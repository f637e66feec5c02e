//! Route template parser.
//!
//! # Syntax
//! ```text
//! template   := ["/" | "~/"] segment ("/" segment)* ["/"]
//! segment    := (literal | parameter)+
//! parameter  := "{" ["*" | "**"] name (":" constraint)* ["=" default] ["?"] "}"
//! constraint := name ["(" argument ")"]
//! ```
//! `{{` and `}}` escape braces, both in literals and inside parameters.

use thiserror::Error;

use super::{CatchAll, ConstraintReference, ParameterPart, Part, PathSegment, RoutePattern};

/// A template that could not be parsed.
#[derive(Debug, Clone, PartialEq, Eq, Error)]
#[error("invalid route template '{template}' at position {position}: {kind}")]
pub struct PatternError {
    pub template: String,
    /// Byte offset of the offending character.
    pub position: usize,
    pub kind: PatternErrorKind,
}

#[derive(Debug, Clone, PartialEq, Eq, Error)]
pub enum PatternErrorKind {
    #[error("a leading '~' must be followed by '/'")]
    InvalidTilde,

    #[error("the separator '/' cannot appear consecutively")]
    ConsecutiveSeparators,

    #[error("literal section '{0}' cannot contain the '?' character")]
    QuestionMarkInLiteral(String),

    #[error("unbalanced '{{' or '}}'; use '{{{{' or '}}}}' to escape a brace")]
    MismatchedBraces,

    #[error("parameter is not closed with '}}'")]
    UnterminatedParameter,

    #[error("parameter name '{0}' is invalid; names must be non-empty and cannot contain '{{', '}}', '/', '?' or '*'")]
    InvalidParameterName(String),

    #[error("parameter name '{0}' appears more than once")]
    DuplicateParameter(String),

    #[error("constraint '{0}' is malformed")]
    InvalidConstraint(String),

    #[error("optional parameter '{0}' cannot have a default value")]
    OptionalWithDefault(String),

    #[error("only one catch-all parameter is allowed")]
    MultipleCatchAll,

    #[error("catch-all parameter '{0}' must be the last segment")]
    CatchAllNotLast(String),

    #[error("catch-all parameter '{0}' cannot be part of a segment with other text")]
    CatchAllInComplexSegment(String),

    #[error("a segment cannot contain two consecutive parameters")]
    ConsecutiveParameters,

    #[error("optional parameter '{0}' must be at the end of its segment")]
    OptionalNotLast(String),

    #[error("optional parameter '{name}' is preceded by '{preceding}'; only a period may precede an optional parameter")]
    OptionalNotAfterPeriod { name: String, preceding: String },
}

struct Located {
    part: Part,
    position: usize,
}

struct Parser<'a> {
    template: &'a str,
    chars: Vec<(usize, char)>,
    index: usize,
}

pub(super) fn parse(template: &str) -> Result<RoutePattern, PatternError> {
    Parser::new(template).parse()
}

impl<'a> Parser<'a> {
    fn new(template: &'a str) -> Self {
        Self {
            template,
            chars: template.char_indices().collect(),
            index: 0,
        }
    }

    fn error(&self, position: usize, kind: PatternErrorKind) -> PatternError {
        PatternError {
            template: self.template.to_string(),
            position,
            kind,
        }
    }

    fn peek(&self) -> Option<char> {
        self.chars.get(self.index).map(|&(_, c)| c)
    }

    fn peek_next(&self) -> Option<char> {
        self.chars.get(self.index + 1).map(|&(_, c)| c)
    }

    fn position(&self) -> usize {
        self.chars
            .get(self.index)
            .map_or(self.template.len(), |&(p, _)| p)
    }

    fn parse(mut self) -> Result<RoutePattern, PatternError> {
        if self.template.starts_with("~/") {
            self.index = 2;
        } else if self.template.starts_with('~') {
            return Err(self.error(0, PatternErrorKind::InvalidTilde));
        } else if self.template.starts_with('/') {
            self.index = 1;
        }

        let mut segments: Vec<Vec<Located>> = Vec::new();
        while self.index < self.chars.len() {
            let start = self.position();
            let parts = self.parse_segment()?;

            if parts.is_empty() {
                if self.index >= self.chars.len() && !segments.is_empty() {
                    // single trailing slash
                    break;
                }
                return Err(self.error(start, PatternErrorKind::ConsecutiveSeparators));
            }

            segments.push(self.validate_segment(parts)?);

            if self.peek() == Some('/') {
                self.index += 1;
                if self.index >= self.chars.len() {
                    break;
                }
            }
        }

        self.validate_pattern(&segments)?;

        let segments = segments
            .into_iter()
            .map(|parts| PathSegment::new(parts.into_iter().map(|p| p.part).collect()))
            .collect();
        Ok(RoutePattern::from_segments(self.template.to_string(), segments))
    }

    /// Reads parts until the next '/' (not consumed) or the end.
    fn parse_segment(&mut self) -> Result<Vec<Located>, PatternError> {
        let mut parts = Vec::new();
        let mut literal = String::new();
        let mut literal_start = self.position();

        while let Some(c) = self.peek() {
            match c {
                '/' => break,
                '{' if self.peek_next() == Some('{') => {
                    literal.push('{');
                    self.index += 2;
                }
                '}' if self.peek_next() == Some('}') => {
                    literal.push('}');
                    self.index += 2;
                }
                '{' => {
                    self.flush_literal(&mut parts, &mut literal, literal_start)?;
                    let position = self.position();
                    let parameter = self.parse_parameter()?;
                    parts.push(Located {
                        part: Part::Parameter(parameter),
                        position,
                    });
                    literal_start = self.position();
                }
                '}' => {
                    return Err(self.error(self.position(), PatternErrorKind::MismatchedBraces));
                }
                c => {
                    literal.push(c);
                    self.index += 1;
                }
            }
        }

        self.flush_literal(&mut parts, &mut literal, literal_start)?;
        Ok(parts)
    }

    fn flush_literal(
        &self,
        parts: &mut Vec<Located>,
        literal: &mut String,
        position: usize,
    ) -> Result<(), PatternError> {
        if literal.is_empty() {
            return Ok(());
        }
        if literal.contains('?') {
            return Err(self.error(
                position,
                PatternErrorKind::QuestionMarkInLiteral(literal.clone()),
            ));
        }
        parts.push(Located {
            part: Part::Literal(std::mem::take(literal)),
            position,
        });
        Ok(())
    }

    /// Reads `{...}` starting at the opening brace.
    fn parse_parameter(&mut self) -> Result<ParameterPart, PatternError> {
        let open = self.position();
        self.index += 1;

        let mut text = String::new();
        loop {
            match self.peek() {
                None => return Err(self.error(open, PatternErrorKind::UnterminatedParameter)),
                Some('{') if self.peek_next() == Some('{') => {
                    text.push('{');
                    self.index += 2;
                }
                Some('{') => {
                    return Err(self.error(self.position(), PatternErrorKind::MismatchedBraces));
                }
                Some('}') if self.peek_next() == Some('}') => {
                    text.push('}');
                    self.index += 2;
                }
                Some('}') => {
                    self.index += 1;
                    break;
                }
                Some(c) => {
                    text.push(c);
                    self.index += 1;
                }
            }
        }

        parse_parameter_text(&text).map_err(|kind| self.error(open, kind))
    }

    fn validate_segment(&self, mut parts: Vec<Located>) -> Result<Vec<Located>, PatternError> {
        if parts.len() == 1 {
            return Ok(parts);
        }

        for i in 0..parts.len() {
            let Part::Parameter(parameter) = &parts[i].part else {
                continue;
            };

            if parameter.is_catch_all() {
                return Err(self.error(
                    parts[i].position,
                    PatternErrorKind::CatchAllInComplexSegment(parameter.name.clone()),
                ));
            }

            if let Some(Located {
                part: Part::Parameter(_),
                position,
            }) = parts.get(i + 1)
            {
                return Err(self.error(*position, PatternErrorKind::ConsecutiveParameters));
            }

            if parameter.optional {
                if i + 1 != parts.len() {
                    return Err(self.error(
                        parts[i].position,
                        PatternErrorKind::OptionalNotLast(parameter.name.clone()),
                    ));
                }
                let name = parameter.name.clone();
                let preceding = &mut parts[i - 1];
                match &preceding.part {
                    Part::Literal(text) if text == "." => {
                        preceding.part = Part::Separator(".".to_string());
                    }
                    Part::Literal(text) => {
                        return Err(self.error(
                            preceding.position,
                            PatternErrorKind::OptionalNotAfterPeriod {
                                name,
                                preceding: text.clone(),
                            },
                        ));
                    }
                    _ => return Err(self.error(preceding.position, PatternErrorKind::ConsecutiveParameters)),
                }
            }
        }

        Ok(parts)
    }

    fn validate_pattern(&self, segments: &[Vec<Located>]) -> Result<(), PatternError> {
        let last_segment = segments.len().saturating_sub(1);
        let parameters = segments.iter().enumerate().flat_map(|(index, parts)| {
            parts.iter().filter_map(move |located| match &located.part {
                Part::Parameter(parameter) => Some((index, located.position, parameter)),
                _ => None,
            })
        });

        let mut seen: Vec<&str> = Vec::new();
        let mut catch_alls = Vec::new();
        for (index, position, parameter) in parameters {
            if seen.iter().any(|name| name.eq_ignore_ascii_case(&parameter.name)) {
                return Err(self.error(
                    position,
                    PatternErrorKind::DuplicateParameter(parameter.name.clone()),
                ));
            }
            seen.push(&parameter.name);

            if parameter.is_catch_all() {
                catch_alls.push((index, position, parameter));
            }
        }

        match catch_alls.as_slice() {
            [] => Ok(()),
            [(index, position, parameter)] if *index != last_segment => Err(self.error(
                *position,
                PatternErrorKind::CatchAllNotLast(parameter.name.clone()),
            )),
            [_] => Ok(()),
            [_, (_, position, _), ..] => {
                Err(self.error(*position, PatternErrorKind::MultipleCatchAll))
            }
        }
    }
}

/// Parses the text between the braces of a parameter.
fn parse_parameter_text(text: &str) -> Result<ParameterPart, PatternErrorKind> {
    let (catch_all, mut rest) = if let Some(rest) = text.strip_prefix("**") {
        (Some(CatchAll::KeepSlashes), rest)
    } else if let Some(rest) = text.strip_prefix('*') {
        (Some(CatchAll::EncodeSlashes), rest)
    } else {
        (None, text)
    };

    let optional = rest.ends_with('?');
    if optional {
        rest = &rest[..rest.len() - 1];
    }

    let name_end = rest.find([':', '=']).unwrap_or(rest.len());
    let name = &rest[..name_end];
    if name.is_empty() || name.contains(['{', '}', '/', '?', '*']) {
        return Err(PatternErrorKind::InvalidParameterName(name.to_string()));
    }
    rest = &rest[name_end..];

    let mut constraints = Vec::new();
    while let Some(after_colon) = rest.strip_prefix(':') {
        let (constraint, remaining) = parse_constraint(after_colon)?;
        constraints.push(constraint);
        rest = remaining;
    }

    let default = rest.strip_prefix('=').map(str::to_string);
    if optional && default.is_some() {
        return Err(PatternErrorKind::OptionalWithDefault(name.to_string()));
    }

    Ok(ParameterPart {
        name: name.to_string(),
        default,
        constraints,
        optional,
        catch_all,
    })
}

/// Parses constraints given outside a template, e.g. `int:min(1)`.
pub(super) fn parse_constraint_list(text: &str) -> Option<Vec<ConstraintReference>> {
    let mut constraints = Vec::new();
    let mut rest = text;
    loop {
        let (constraint, remaining) = parse_constraint(rest).ok()?;
        constraints.push(constraint);
        match remaining.strip_prefix(':') {
            Some(next) => rest = next,
            None if remaining.is_empty() => return Some(constraints),
            None => return None,
        }
    }
}

/// Parses one constraint; returns it with the unconsumed remainder.
///
/// An argument runs to the first ')' that is followed by ':', '=' or the
/// end, so arguments may themselves contain parentheses.
fn parse_constraint(text: &str) -> Result<(ConstraintReference, &str), PatternErrorKind> {
    let name_end = text.find(['(', ':', '=']).unwrap_or(text.len());
    let name = &text[..name_end];
    if name.is_empty() {
        return Err(PatternErrorKind::InvalidConstraint(text.to_string()));
    }

    let rest = &text[name_end..];
    if !rest.starts_with('(') {
        let constraint = ConstraintReference {
            name: name.to_string(),
            argument: None,
        };
        return Ok((constraint, rest));
    }

    let close = rest
        .char_indices()
        .filter(|&(_, c)| c == ')')
        .map(|(i, _)| i)
        .find(|&i| matches!(rest[i + 1..].chars().next(), None | Some(':') | Some('=')))
        .ok_or_else(|| PatternErrorKind::InvalidConstraint(text.to_string()))?;

    let constraint = ConstraintReference {
        name: name.to_string(),
        argument: Some(rest[1..close].to_string()),
    };
    Ok((constraint, &rest[close + 1..]))
}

*Your goal*
If a line in the listing holds the word "remaining", list that line.

*Solution for this task*
        let (constraint, remaining) = parse_constraint(after_colon)?;
        rest = remaining;
        let (constraint, remaining) = parse_constraint(rest).ok()?;
        match remaining.strip_prefix(':') {
            None if remaining.is_empty() => return Some(constraints),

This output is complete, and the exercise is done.